## Exercise details
Determine how many lines in these records hold "StatusDetails". Only the number is wanted.
* * * * *
//! Test results and attachments in the Allure 2 results-directory layout:
//! one `<uuid>-result.json` per test plus attachment files next to it.

use std::fs;
use std::path::{Path, PathBuf};

use chrono::Utc;
use serde::{Deserialize, Serialize};
use tracing::debug;
use uuid::Uuid;

use crate::config::ReportingSettings;
use crate::error::Result;

#[derive(Debug, Clone, Copy, PartialEq, Eq, Serialize, Deserialize)]
#[serde(rename_all = "lowercase")]
pub enum Status {
    Passed,
    Failed,
    /// The test could not run to an assertion (setup error, crash).
    Broken,
    Skipped,
}

#[derive(Debug, Clone, PartialEq, Serialize, Deserialize)]
pub struct Parameter {
    pub name: String,
    pub value: String,
}

#[derive(Debug, Clone, PartialEq, Serialize, Deserialize)]
pub struct Label {
    pub name: String,
    pub value: String,
}

#[derive(Debug, Clone, PartialEq, Serialize, Deserialize)]
pub struct Attachment {
    pub name: String,
    /// File name relative to the results directory.
    pub source: String,
    #[serde(rename = "type")]
    pub mime: String,
}

#[derive(Debug, Clone, PartialEq, Serialize, Deserialize)]
pub struct StatusDetails {
    pub message: String,
}

#[derive(Debug, Clone, PartialEq, Serialize, Deserialize)]
#[serde(rename_all = "camelCase")]
pub struct TestResult {
    pub uuid: String,
    pub history_id: String,
    pub name: String,
    pub full_name: String,
    pub status: Option<Status>,
    #[serde(skip_serializing_if = "Option::is_none")]
    pub status_details: Option<StatusDetails>,
    pub stage: String,
    pub start: i64,
    pub stop: Option<i64>,
    pub labels: Vec<Label>,
    pub parameters: Vec<Parameter>,
    pub attachments: Vec<Attachment>,
}

impl TestResult {
    pub fn parameter(&mut self, name: impl Into<String>, value: impl Into<String>) {
        self.parameters.push(Parameter {
            name: name.into(),
            value: value.into(),
        });
    }

    pub fn label(&mut self, name: impl Into<String>, value: impl Into<String>) {
        self.labels.push(Label {
            name: name.into(),
            value: value.into(),
        });
    }
}

/// Writes results and artifacts under `reporting.results_dir`.
///
/// Artifacts are always saved; result JSON and attachment links are only
/// produced when `allure_enabled` is set.
#[derive(Debug, Clone)]
pub struct ReportWriter {
    dir: PathBuf,
    enabled: bool,
}

impl ReportWriter {
    pub fn new(dir: impl Into<PathBuf>, enabled: bool) -> Self {
        Self {
            dir: dir.into(),
            enabled,
        }
    }

    pub fn from_settings(settings: &ReportingSettings) -> Self {
        Self::new(&settings.results_dir, settings.allure_enabled)
    }

    pub fn dir(&self) -> &Path {
        &self.dir
    }

    pub fn is_enabled(&self) -> bool {
        self.enabled
    }

    /// A running result for `name`, stamped with the current time.
    pub fn start(&self, name: &str) -> TestResult {
        TestResult {
            uuid: Uuid::new_v4().to_string(),
            history_id: name.to_string(),
            name: short_name(name).to_string(),
            full_name: name.to_string(),
            status: None,
            status_details: None,
            stage: "running".into(),
            start: Utc::now().timestamp_millis(),
            stop: None,
            labels: Vec::new(),
            parameters: Vec::new(),
            attachments: Vec::new(),
        }
    }

    /// Save `bytes` as `<test>-<timestamp>-<kind>.<ext>` and return its path.
    pub fn save_artifact(&self, test: &str, kind: &str, ext: &str, bytes: &[u8]) -> Result<PathBuf> {
        fs::create_dir_all(&self.dir)?;
        let stamp = Utc::now().format("%Y%m%d-%H%M%S%.3f");
        let path = self
            .dir
            .join(format!("{}-{stamp}-{kind}.{ext}", sanitize(test)));
        fs::write(&path, bytes)?;
        debug!(path = %path.display(), "artifact saved");
        Ok(path)
    }

    /// Link a saved artifact to `result`.
    pub fn attach(&self, result: &mut TestResult, name: &str, mime: &str, path: &Path) {
        if !self.enabled {
            return;
        }
        let source = path
            .file_name()
            .map(|f| f.to_string_lossy().into_owned())
            .unwrap_or_default();
        result.attachments.push(Attachment {
            name: name.to_string(),
            source,
            mime: mime.to_string(),
        });
    }

    /// Close `result` with `status` and write it. Returns the file written,
    /// or `None` when reporting is disabled.
    pub fn finish(
        &self,
        result: &mut TestResult,
        status: Status,
        message: Option<String>,
    ) -> Result<Option<PathBuf>> {
        result.status = Some(status);
        result.status_details = message.map(|message| StatusDetails { message });
        result.stage = "finished".into();
        result.stop = Some(Utc::now().timestamp_millis());
        if !self.enabled {
            return Ok(None);
        }
        fs::create_dir_all(&self.dir)?;
        let path = self.dir.join(format!("{}-result.json", result.uuid));
        fs::write(&path, serde_json::to_vec_pretty(result)?)?;
        debug!(path = %path.display(), status = ?status, "result written");
        Ok(Some(path))
    }
}

fn short_name(name: &str) -> &str {
    name.rsplit("::").next().unwrap_or(name)
}

fn sanitize(name: &str) -> String {
    name.chars()
        .map(|c| if c.is_ascii_alphanumeric() || c == '-' || c == '_' { c } else { '_' })
        .collect()
}
impl TestSuite {
    /// Load `config_path`, install logging, launch the configured browser.
    pub async fn setup(config_path: impl AsRef<Path>) -> Result<Self> {
        Self::setup_with(config_path, |settings| async move {
            let browser = BrowserManager::launch(&settings).await?;
            Ok::<_, Error>(Arc::new(browser) as Arc<dyn PageProvider>)
        })
        .await
    }

    /// Like [`TestSuite::setup`] with a custom way of getting pages.
    ///
    /// The configuration is loaded and validated before `launch` is called,
    /// so a broken file never starts a browser.
    pub async fn setup_with<F, Fut>(config_path: impl AsRef<Path>, launch: F) -> Result<Self>
    where
        F: FnOnce(BrowserSettings) -> Fut,
        Fut: Future<Output = Result<Arc<dyn PageProvider>>>,
    {
        let config = TestConfiguration::load(config_path)?;
        logging::init(&config.logging);
        let provider = launch(config.browser.clone()).await?;
        info!(
            environment = %config.application.environment,
            base_url = %config.application.base_url,
            "suite set up"
        );
        Ok(Self::with_provider(config, provider))
    }

    pub fn with_provider(config: TestConfiguration, provider: Arc<dyn PageProvider>) -> Self {
        let reports = ReportWriter::from_settings(&config.reporting);
        Self {
            config: Arc::new(config),
            provider,
            reports,
            once: OnceCell::new(),
        }
    }

    pub fn config(&self) -> &Arc<TestConfiguration> {
        &self.config
    }

    pub fn reports(&self) -> &ReportWriter {
        &self.reports
    }

    /// Run `f` once for this suite, e.g. a login whose session later tests
    /// reuse. Concurrent callers wait for the first run; if it fails, the
    /// next caller tries again.
    pub async fn run_once<F, Fut>(&self, f: F) -> Result<()>
    where
        F: FnOnce() -> Fut,
        Fut: Future<Output = Result<()>>,
    {
        self.once.get_or_try_init(f).await.map(|_| ())
    }

    pub fn ran_once(&self) -> bool {
        self.once.initialized()
    }

    pub async fn start_test(&self, name: &str) -> Result<TestCase> {
        TestCase::start(self, name).await
    }

    /// Close every remaining context and the browser.
    pub async fn teardown(self) -> Result<()> {
        self.provider.close().await?;
        info!("suite torn down");
        Ok(())
    }
}

pub struct TestCase {
    name: String,
    context: ContextId,
    driver: DriverRef,
    factory: PageFactory,
    config: Arc<TestConfiguration>,
    provider: Arc<dyn PageProvider>,
    reports: ReportWriter,
    result: TestResult,
}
* * * * *
## Answer section
3